Dreams Old and Nascent: Nascent

NASCENT

The world is a painted memory, where coloured shapes
Of old, spent lives linger blurred and warm;
An endless tapestry the past has woven, drapes
The halls of my mind, compelling my life to conform.

I have lived delighted in the halls of the past
Where dead men's lives glow gently, and iron hurts
No more, and money stinks not, and death at last
Is only sad men taking off their shirts.

But now I think I have seen it all, and now
I feel thick walls of stone behind the arras.
I am shut in, a prisoner, I know not how.
And past lives hamper me, clog and embarrass.

They have no hands, they have no bodies, all
These shapes that now are dreams and once were men.
And so my heart begins to cry and call
But to get out from this dim, dreadful den.

. . . . . . . . . . . . . . .

The surface of dreams is broken, the arras is torn,
There's a breach in the walls of the past, lets the daylight through.
Fluent figures of men go down the upborne
Track of the railway, alive, and with something to do.

Along the railway, active figures of men!
Each with a secret which stirs in his limbs, as they move
Out of the distance nearer, coming to prove
With a touch the dead and the living, while time counts ten.

In the subtle lift of the thighs as they come unmarching
Beats the new fresh air of life. They come for strife,
For the ripping of arras, and smashing of walls, and the fight for life;
With axe in hand, and the hammer, and the pick-axe over-arching.

Oh come, and break this prison, this house of yesterday!
The arras is all illusion, oh come and tear it away!
The walls are thick, and the inner rooms are such, they dismay
The heart, all crowded with slaves, most working, some few at play.
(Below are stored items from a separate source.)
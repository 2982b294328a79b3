//! Settings store
//!
//! Reads and writes `settings.json`. The parsed document is cached inside
//! the store instance; callers that change the file behind its back use
//! [`SettingsStore::reload`] or [`SettingsStore::invalidate`].

use std::fs;
use std::path::PathBuf;
use std::sync::{Mutex, MutexGuard};

use ccm_fs::{ConfigStore, NormalizedPath, WorkspaceLayout};

use crate::validation::{validate_additional_paths, validate_cli_name};
use crate::{AdditionalPath, CliEntry, Error, Result, Settings};

/// Partial update of the ignore rules.
#[derive(Debug, Clone, Default)]
pub struct IgnoreRulesUpdate {
    /// Replaces the global rules when set.
    pub global: Option<Vec<String>>,
    /// Merged into the per-CLI rules, replacing lists for the given CLIs.
    pub per_cli: Vec<(String, Vec<String>)>,
}

/// Explicit, instance-scoped settings cache.
#[derive(Debug)]
pub struct SettingsStore {
    path: NormalizedPath,
    store: ConfigStore,
    cache: Mutex<Option<Settings>>,
}

impl SettingsStore {
    /// Create a store for the settings file of `layout`.
    pub fn new(layout: &WorkspaceLayout) -> Self {
        Self::at(layout.settings_file())
    }

    /// Create a store for an explicit settings file.
    pub fn at(path: NormalizedPath) -> Self {
        Self {
            path,
            store: ConfigStore::new(),
            cache: Mutex::new(None),
        }
    }

    pub fn path(&self) -> &NormalizedPath {
        &self.path
    }

    fn cache(&self) -> MutexGuard<'_, Option<Settings>> {
        self.cache.lock().unwrap_or_else(|poisoned| poisoned.into_inner())
    }

    /// Create the workspace directories and a default settings file if
    /// they do not exist yet.
    pub fn initialize(&self, layout: &WorkspaceLayout) -> Result<()> {
        let projects = layout.projects_dir().to_native();
        fs::create_dir_all(&projects).map_err(|e| ccm_fs::Error::io(&projects, e))?;
        if !self.path.exists() {
            tracing::info!(path = %self.path, "Writing default settings");
            self.store.save(&self.path, &Settings::default())?;
        }
        Ok(())
    }

    /// Current settings.
    ///
    /// A missing or unreadable file yields the default settings.
    pub fn read(&self) -> Settings {
        let mut cache = self.cache();
        if let Some(settings) = cache.as_ref() {
            return settings.clone();
        }
        let settings: Settings = self.store.load_optional(&self.path).unwrap_or_default();
        *cache = Some(settings.clone());
        settings
    }

    /// Drop the cached settings and read the file again.
    pub fn reload(&self) -> Settings {
        self.invalidate();
        self.read()
    }

    /// Drop the cached settings; the next read goes to disk.
    pub fn invalidate(&self) {
        *self.cache() = None;
    }

    /// Persist `settings` and make them the cached value.
    pub fn write(&self, settings: &Settings) -> Result<()> {
        self.store.save(&self.path, settings)?;
        *self.cache() = Some(settings.clone());
        Ok(())
    }

    /// Register a CLI. Names are unique regardless of case.
    pub fn add_cli(
        &self,
        name: &str,
        install_path: impl Into<PathBuf>,
        additional_paths: Vec<AdditionalPath>,
    ) -> Result<()> {
        validate_cli_name(name)?;
        validate_additional_paths(&additional_paths)?;

        let mut settings = self.read();
        if let Some(existing) = settings.cli_registry.resolve_key(name) {
            return Err(Error::AlreadyExists {
                kind: "CLI",
                name: existing.to_string(),
            });
        }

        settings.cli_registry.insert(
            name,
            CliEntry {
                install_path: install_path.into(),
                additional_paths,
            },
        );
        self.write(&settings)
    }

    /// Unregister a CLI and drop its per-CLI rules.
    ///
    /// Returns whether anything was removed.
    pub fn remove_cli(&self, name: &str) -> Result<bool> {
        let mut settings = self.read();
        let Some((key, _)) = settings.cli_registry.remove(name) else {
            return Ok(false);
        };
        settings.ignore_rules.per_cli.remove(&key);
        self.write(&settings)?;
        Ok(true)
    }

    /// Replace the global rules and/or merge per-CLI rules.
    pub fn update_ignore_rules(&self, update: IgnoreRulesUpdate) -> Result<()> {
        let mut settings = self.read();
        if let Some(global) = update.global {
            settings.ignore_rules.global = global;
        }
        for (cli, rules) in update.per_cli {
            settings.ignore_rules.per_cli.insert(cli, rules);
        }
        self.write(&settings)
    }
}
. . . . . . . . . . . . . . .

The old dreams are beautiful, beloved, soft-toned and sure,
But worn out, they hide no more the walls they stand before.
Walled in, walled in, the whole world is a vast impure
Interior, a house of dreams where the dreamers writhe and snore.

Oh come, and wake us up from the ghastly dream of to-day.
We asphyxiate in a sleep of dreams, rebreathing the impure air.
For the house is shut and sealed, and the breath of the hosts is grey
As they dream corrupted dreams, all poisoned with care.
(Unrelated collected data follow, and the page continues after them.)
//! SHA-256 digests of files and directory trees
//!
//! Digests are written as `sha256:<hex>`. A tree digest covers the
//! relative path and content of every regular file under a root; symlinks
//! and empty directories do not contribute, so a tree restored from a
//! snapshot digests the same as the snapshot itself.

use std::fs::File;
use std::io;
use std::path::Path;

use sha2::{Digest, Sha256};
use walkdir::WalkDir;

use crate::{Error, Result};

const PREFIX: &str = "sha256:";

fn finish(hasher: Sha256) -> String {
    format!("{}{:x}", PREFIX, hasher.finalize())
}

/// Digest of raw bytes.
pub fn bytes_digest(content: &[u8]) -> String {
    let mut hasher = Sha256::new();
    hasher.update(content);
    finish(hasher)
}

/// Digest of a file's contents, read in a stream.
pub fn file_digest(path: &Path) -> Result<String> {
    let mut file = File::open(path).map_err(|e| Error::io(path, e))?;
    let mut hasher = Sha256::new();
    io::copy(&mut file, &mut hasher).map_err(|e| Error::io(path, e))?;
    Ok(finish(hasher))
}

/// Digest of every regular file under `root` together with its
/// `/`-separated relative path.
///
/// The digest does not depend on where the tree lives. A missing root
/// digests like an empty directory.
pub fn tree_digest(root: &Path) -> Result<String> {
    let mut hasher = Sha256::new();
    if !root.exists() {
        return Ok(finish(hasher));
    }

    let walker = WalkDir::new(root)
        .min_depth(1)
        .follow_links(false)
        .sort_by_file_name();
    for entry in walker {
        let entry = entry.map_err(|e| {
            let path = e.path().unwrap_or(root).to_path_buf();
            Error::io(path, io::Error::from(e))
        })?;
        if !entry.file_type().is_file() {
            continue;
        }
        let rel = entry
            .path()
            .strip_prefix(root)
            .unwrap_or(entry.path())
            .components()
            .map(|c| c.as_os_str().to_string_lossy())
            .collect::<Vec<_>>()
            .join("/");

        hasher.update(rel.as_bytes());
        hasher.update([0u8]);
        hasher.update(file_digest(entry.path())?.as_bytes());
        hasher.update(b"\n");
    }
    Ok(finish(hasher))
}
The ghastly dream of labour, and the stench of steel and of oil.
The writhing of myriads of workmen, all dreaming they are going to be rich
And giving off dreadful effluvia in a ghastly effort of toil.
Unfinished for ever, but gasping for money, as they dream and they itch.

The ghastly dream of riches, of masses of money to spend,
Of walking over the faces of men, like cobble-stones!
Of riding, and being envied, such envy as has no end!
Of making a triumph of envy, the rich and successful ones

. . . . . . . . . . . . . . .

The whole wide world is interior now, and we're all shut up.
The air is all close and poisonous, it has drugged our souls, so we sleep
A sleep that is writhing stupor, weighed down, so we can't wake up.
The rich and the poor alike dreaming and writhing, all in one heap.
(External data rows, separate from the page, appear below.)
//! One-level directory listing for file browsers

use std::fs;
use std::path::Path;

use serde::Serialize;

/// One entry of a directory listing.
#[derive(Debug, Clone, PartialEq, Eq, Serialize)]
#[serde(rename_all = "camelCase")]
pub struct FileEntry {
    pub name: String,
    pub relative_path: String,
    pub is_directory: bool,
    pub is_symlink: bool,
    #[serde(skip_serializing_if = "Option::is_none")]
    pub size_bytes: Option<u64>,
}

/// List `dir` one level deep: directories first, then by name.
///
/// Sizes are reported for regular files only. An unreadable directory
/// yields an empty list.
pub fn list_dir(dir: &Path) -> Vec<FileEntry> {
    let entries = match fs::read_dir(dir) {
        Ok(entries) => entries,
        Err(err) => {
            tracing::debug!(path = %dir.display(), "Cannot list directory: {}", err);
            return Vec::new();
        }
    };

    let mut listing: Vec<FileEntry> = entries
        .flatten()
        .filter_map(|entry| {
            let file_type = entry.file_type().ok()?;
            let name = entry.file_name().to_string_lossy().into_owned();
            let size_bytes = if file_type.is_file() {
                entry.metadata().ok().map(|m| m.len())
            } else {
                None
            };
            Some(FileEntry {
                relative_path: name.clone(),
                name,
                is_directory: file_type.is_dir(),
                is_symlink: file_type.is_symlink(),
                size_bytes,
            })
        })
        .collect();

    listing.sort_by(|a, b| {
        b.is_directory
            .cmp(&a.is_directory)
            .then_with(|| a.name.cmp(&b.name))
    });
    listing
}

#[cfg(test)]
mod tests {
    use super::*;
    use ccm_test_utils::write_tree;
    use tempfile::TempDir;

    #[test]
    fn directories_first_then_names() {
        let temp = TempDir::new().unwrap();
        write_tree(temp.path(), &[("b.txt", "bb"), ("a.txt", "a"), ("z/inner.txt", "")]);
        fs::create_dir(temp.path().join("c")).unwrap();

        let names: Vec<_> = list_dir(temp.path()).into_iter().map(|e| e.name).collect();

        assert_eq!(names, vec!["c", "z", "a.txt", "b.txt"]);
    }

    #[test]
    fn sizes_only_for_files() {
        let temp = TempDir::new().unwrap();
        write_tree(temp.path(), &[("f.txt", "four"), ("d/x", "")]);

        let listing = list_dir(temp.path());

        assert_eq!(listing[0].size_bytes, None);
        assert!(listing[0].is_directory);
        assert_eq!(listing[1].size_bytes, Some(4));
        assert_eq!(listing[1].relative_path, "f.txt");
    }

    #[test]
    fn unreadable_directory_is_empty() {
        let temp = TempDir::new().unwrap();

        assert!(list_dir(&temp.path().join("missing")).is_empty());
    }
}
Oh come, oh, men along the railway! Oh come as men
And break the walls of possession of all the wide world!
Give us air, we cry. Oh, let us but breathe again!
Let us breathe fresh air and wake from foul dreams in which we are furled.

To feel fresh air in our throats, to have fresh breath in our breasts,
To make new words with our lips, to escape the foul dream
Of having and getting and owning, the struggle which wrests
Money from out of the earth or the beast or the man, as they labour in steam.

. . . . . . . . . . . . . . .

Oh, men with the axe and the pick-axe, break the walls of the filthy dream
And release us, poor ones and rich ones, let us breathe and touch
One another in wonder of wakening, let us wake to the gleam
Of real daylight upon us, released from the foul dream's hutch.

For the proper dream-stuff is molten, and moving mysteriously,
And the bodies of men and women are molten matter of dreams
That stirs with a stir which is cosmic, as ever, invisibly
The heart of the live world pulses, and the blood of the live world teems.

And what is life, but the swelling and shaping the dream in the flesh!
And our bodies molten drops of dream-blood that swirl and swell
In a tissue, as all the molten cells in the living mesh
Of a rose-tree move to roses and thorns and a delicate smell.